◆ Items from a dataset:
----
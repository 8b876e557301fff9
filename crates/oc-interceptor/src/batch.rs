// Copyright 2023-Present Datadog, Inc. https://www.datadoghq.com/
// SPDX-License-Identifier: Apache-2.0

//! Per-node span accumulation.
//!
//! Every node gets one [`SpanBatch`] that lives for as long as the node is known. A batch opens
//! a window when its first span arrives and closes it when it is drained. The [`BatchTable`] is
//! the node→batch map shared by every stream session and the flush scheduler.
//!
//! A batch and its registry entry are created and evicted together under the table lock, so
//! every batch holds the instance the [`NodeRegistry`] has on record for its key.

use std::collections::HashMap;
use std::mem;
use std::sync::{Arc, Mutex};
use std::time::Duration;
use tokio::time::Instant;

use crate::node::{NodeIdentity, NodeKey, Span};
use crate::registry::{CanonicalNode, NodeRegistry};

#[derive(Debug)]
pub struct SpanBatch {
    node: Arc<NodeIdentity>,
    pending: Vec<Span>,
    window_start: Option<Instant>,
    last_activity: Instant,
}

impl SpanBatch {
    #[must_use]
    pub fn new(node: Arc<NodeIdentity>, now: Instant) -> Self {
        Self {
            node,
            pending: Vec::new(),
            window_start: None,
            last_activity: now,
        }
    }

    #[must_use]
    pub fn node(&self) -> &Arc<NodeIdentity> {
        &self.node
    }

    #[must_use]
    pub fn len(&self) -> usize {
        self.pending.len()
    }

    #[must_use]
    pub fn is_empty(&self) -> bool {
        self.pending.is_empty()
    }

    #[must_use]
    pub fn window_start(&self) -> Option<Instant> {
        self.window_start
    }

    /// Appends in arrival order. The window opens on the empty→non-empty transition only.
    pub fn append(&mut self, spans: Vec<Span>, now: Instant) {
        self.last_activity = now;
        if spans.is_empty() {
            return;
        }
        if self.pending.is_empty() {
            self.window_start = Some(now);
        }
        self.pending.extend(spans);
    }

    /// True once the open window is at least `period` old.
    #[must_use]
    pub fn is_due(&self, now: Instant, period: Duration) -> bool {
        self.window_start
            .is_some_and(|start| now.saturating_duration_since(start) >= period)
    }

    #[must_use]
    pub fn is_idle(&self, now: Instant, timeout: Duration) -> bool {
        self.pending.is_empty() && now.saturating_duration_since(self.last_activity) >= timeout
    }

    /// Swaps the pending spans for an empty list and closes the window.
    pub fn take(&mut self) -> Vec<Span> {
        self.window_start = None;
        mem::take(&mut self.pending)
    }
}

/// Spans removed from a batch, ready for delivery.
#[derive(Debug)]
pub struct DrainedBatch {
    pub key: NodeKey,
    pub node: Arc<NodeIdentity>,
    pub spans: Vec<Span>,
}

#[derive(Debug)]
pub struct BatchTable {
    registry: Arc<NodeRegistry>,
    batches: Mutex<HashMap<NodeKey, SpanBatch>>,
}

impl BatchTable {
    #[must_use]
    pub fn new(registry: Arc<NodeRegistry>) -> Self {
        Self {
            registry,
            batches: Mutex::new(HashMap::new()),
        }
    }

    /// Appends `spans` to the node's batch, creating the batch on first sight.
    /// Returns the number of spans now pending for that node.
    pub fn append(&self, node: &CanonicalNode, spans: Vec<Span>) -> usize {
        let now = Instant::now();

        #[allow(clippy::expect_used)]
        let mut batches = self.batches.lock().expect("lock poisoned");
        let batch = batches
            .entry(node.key.clone())
            .or_insert_with(|| SpanBatch::new(self.registry.reinstate(node), now));
        batch.append(spans, now);
        batch.len()
    }

    /// Drains one node's batch. `None` if the node is unknown or has nothing pending.
    pub fn take(&self, key: &NodeKey) -> Option<DrainedBatch> {
        #[allow(clippy::expect_used)]
        let mut batches = self.batches.lock().expect("lock poisoned");
        let batch = batches.get_mut(key)?;
        if batch.is_empty() {
            return None;
        }
        Some(DrainedBatch {
            key: key.clone(),
            node: Arc::clone(batch.node()),
            spans: batch.take(),
        })
    }

    /// Drains every batch whose window is at least `period` old.
    pub fn take_due(&self, now: Instant, period: Duration) -> Vec<DrainedBatch> {
        self.drain_where(|batch| batch.is_due(now, period))
    }

    /// Drains every non-empty batch.
    pub fn take_all(&self) -> Vec<DrainedBatch> {
        self.drain_where(|batch| !batch.is_empty())
    }

    fn drain_where(&self, mut predicate: impl FnMut(&SpanBatch) -> bool) -> Vec<DrainedBatch> {
        #[allow(clippy::expect_used)]
        let mut batches = self.batches.lock().expect("lock poisoned");
        batches
            .iter_mut()
            .filter(|(_, batch)| predicate(batch))
            .map(|(key, batch)| DrainedBatch {
                key: key.clone(),
                node: Arc::clone(batch.node()),
                spans: batch.take(),
            })
            .collect()
    }

    /// Removes batches that are empty and untouched for `timeout`, along with their registry
    /// entries. Returns the evicted nodes.
    pub fn evict_idle(&self, now: Instant, timeout: Duration) -> Vec<Arc<NodeIdentity>> {
        #[allow(clippy::expect_used)]
        let mut batches = self.batches.lock().expect("lock poisoned");
        let idle: Vec<NodeKey> = batches
            .iter()
            .filter(|(_, batch)| batch.is_idle(now, timeout))
            .map(|(key, _)| key.clone())
            .collect();
        idle.iter()
            .filter_map(|key| {
                self.registry.evict(key);
                batches.remove(key).map(|batch| batch.node)
            })
            .collect()
    }

    /// Start of the oldest open window across all nodes.
    #[must_use]
    pub fn earliest_window(&self) -> Option<Instant> {
        #[allow(clippy::expect_used)]
        let batches = self.batches.lock().expect("lock poisoned");
        batches.values().filter_map(SpanBatch::window_start).min()
    }

    #[must_use]
    pub fn pending_spans(&self) -> usize {
        #[allow(clippy::expect_used)]
        let batches = self.batches.lock().expect("lock poisoned");
        batches.values().map(SpanBatch::len).sum()
    }

    /// Number of nodes that currently own a batch, empty or not.
    #[must_use]
    pub fn len(&self) -> usize {
        #[allow(clippy::expect_used)]
        let batches = self.batches.lock().expect("lock poisoned");
        batches.len()
    }

    #[must_use]
    pub fn is_empty(&self) -> bool {
        self.len() == 0
    }
}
----
◆ Task objective:
Work through the records line by line and tally those with the word "period". Report only the total.

◆ Finished exercise:
6